A diretora do instituto acredita que a continuidade dos bombardeios estão cada vez mais atreladas a um posição pessoal do primeiro-ministro Benjamin Netanyahu e considera que não haverá cessar-fogo enquanto nao houver uma posição efetiva dos Estados Unidos e da Europa.

“A situação internamente está se tornando cada vez mais difícil para ele, acho que ele quer continuar também porque teme a perseguição e a prisão quando o genocídio cessar. Portanto, não vejo como Netanyahu sozinho tomará a decisão de cessar-fogo, isso precisa ser feito por pressão de outros estados. Se os EUA assumirem uma posição muito forte em termos de sanções econômicas, de embargos de armas, é aí que veremos Israel parar. Sem isso, não”, afirmou.
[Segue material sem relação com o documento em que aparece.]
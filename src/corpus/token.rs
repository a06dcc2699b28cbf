//! The 17-field CoNLL-U+ token record.
//!
//! The first ten columns are plain CoNLL-U; the remainder carry the
//! bookkeeping this pipeline needs: translation (ENG), normalization (NORM),
//! language code (LANG), transient context windows (FORMCTX/XPOSCTX),
//! disambiguation score (SCORE) and the manual-correction lock (LOCK).

/// Empty-value marker used throughout CoNLL-U.
pub const PLACEHOLDER: &str = "_";

/// Addressable columns of a CoNLL-U+ row, in file order.
#[derive(Debug, Clone, Copy, PartialEq, Eq, Hash)]
pub enum Field {
    Id,
    Form,
    Lemma,
    Upos,
    Xpos,
    Feats,
    Head,
    Deprel,
    Deps,
    Misc,
    Eng,
    Norm,
    Lang,
    FormCtx,
    XposCtx,
    Score,
    Lock,
}

impl Field {
    pub const COUNT: usize = 17;

    pub const ALL: [Field; Field::COUNT] = [
        Field::Id,
        Field::Form,
        Field::Lemma,
        Field::Upos,
        Field::Xpos,
        Field::Feats,
        Field::Head,
        Field::Deprel,
        Field::Deps,
        Field::Misc,
        Field::Eng,
        Field::Norm,
        Field::Lang,
        Field::FormCtx,
        Field::XposCtx,
        Field::Score,
        Field::Lock,
    ];

    pub fn index(self) -> usize {
        self as usize
    }

    pub fn name(self) -> &'static str {
        match self {
            Field::Id => "id",
            Field::Form => "form",
            Field::Lemma => "lemma",
            Field::Upos => "upos",
            Field::Xpos => "xpos",
            Field::Feats => "feats",
            Field::Head => "head",
            Field::Deprel => "deprel",
            Field::Deps => "deps",
            Field::Misc => "misc",
            Field::Eng => "eng",
            Field::Norm => "norm",
            Field::Lang => "lang",
            Field::FormCtx => "formctx",
            Field::XposCtx => "xposctx",
            Field::Score => "score",
            Field::Lock => "lock",
        }
    }

    pub fn from_name(name: &str) -> Option<Field> {
        Field::ALL.into_iter().find(|f| f.name() == name)
    }
}

/// One annotated token row.
#[derive(Debug, Clone, PartialEq, Eq)]
pub struct Token {
    fields: [String; Field::COUNT],
}

impl Token {
    /// Fresh token with only ID and FORM set.
    pub fn new(id: usize, form: &str) -> Self {
        let mut token = Self::placeholder();
        token.set(Field::Id, id.to_string());
        token.set(Field::Form, form);
        token
    }

    fn placeholder() -> Self {
        Self {
            fields: std::array::from_fn(|_| PLACEHOLDER.to_string()),
        }
    }

    /// Build from parsed columns. Accepts plain 10-column CoNLL-U rows and
    /// pads the extended columns with placeholders; returns `None` outside
    /// the 10..=17 column range.
    pub fn from_columns(columns: &[&str]) -> Option<Self> {
        if columns.len() < 10 || columns.len() > Field::COUNT {
            return None;
        }
        let mut token = Self::placeholder();
        for (i, value) in columns.iter().enumerate() {
            token.fields[i] = (*value).to_string();
        }
        Some(token)
    }

    pub fn get(&self, field: Field) -> &str {
        &self.fields[field.index()]
    }

    pub fn set(&mut self, field: Field, value: impl Into<String>) {
        self.fields[field.index()] = value.into();
    }

    /// A locked token holds manually corrected LEMMA/XPOS values that no
    /// automatic pass may overwrite.
    pub fn is_locked(&self) -> bool {
        self.get(Field::Lock) != PLACEHOLDER
    }

    pub fn to_line(&self) -> String {
        self.fields.join("\t")
    }
}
Giorgio Romano Schutte, professor de Relações Internacionais da UFABC e membro do Observatório da Política Externa e da Inserção Internacional do Brasil (OPEB) também considera que, sem uma atitude mais drástica de outros países, não haverá cessar-fogo e avalia que posicionamento do Lula contribui nesse sentido.

“Para isolar Israel é preciso que o Ocidente dê um basta. Uma liderança como Lula falar de forma contundente, no momento em que precisa se evitar essa catástrofe em Rafah, é dizer para os setores aliados de Israel, que basta, chega. O Lula contribuiu para ampliar essa frente que isola Netanyahu e internamente aumentar a pressão para tirar o Netanyahu e conseguir o cessar-fogo. O que é preciso hoje é o cessar-fogo.”

Sobre a reação de Israel de declarar Lula uma “persona non grata” e convocar o embaixador do Brasil, Romano classifica como uma preocupação secundária. “As relações Israel - Brasil são, nesse momento, diante desse genocídio, uma preocupação de segunda categoria”.

O pesquisador aponta que não está no horizonte neste momento um rompimento de relações diplomáticas entre Brasil e Israel, mas uma suspensão dessas relações com a convocação dos respectivos embaixadores. “As embaixadas vão continuar funcionando mesmo sem embaixador, é uma suspensão, uma pausa, depois as relações vão se recompor. O importante agora é ver como isso ajuda a isolar diplomaticamente Israel, aumentar a pressão para chegar a um cessar-fogo, o Lula se colocou na linha de frente”, disse.

Ele aponta que há um precedente para essa situação quando, em 2015, a embaixada israelense no Brasil ficou vaga, quando a presidenta Dilma Rousseff recusou a indicação de Netanyahu para o posto. “Quando cai a Dilma é claro que o Netanyahu indica também o embaixador que apoiou o Bolsonaro", relembra.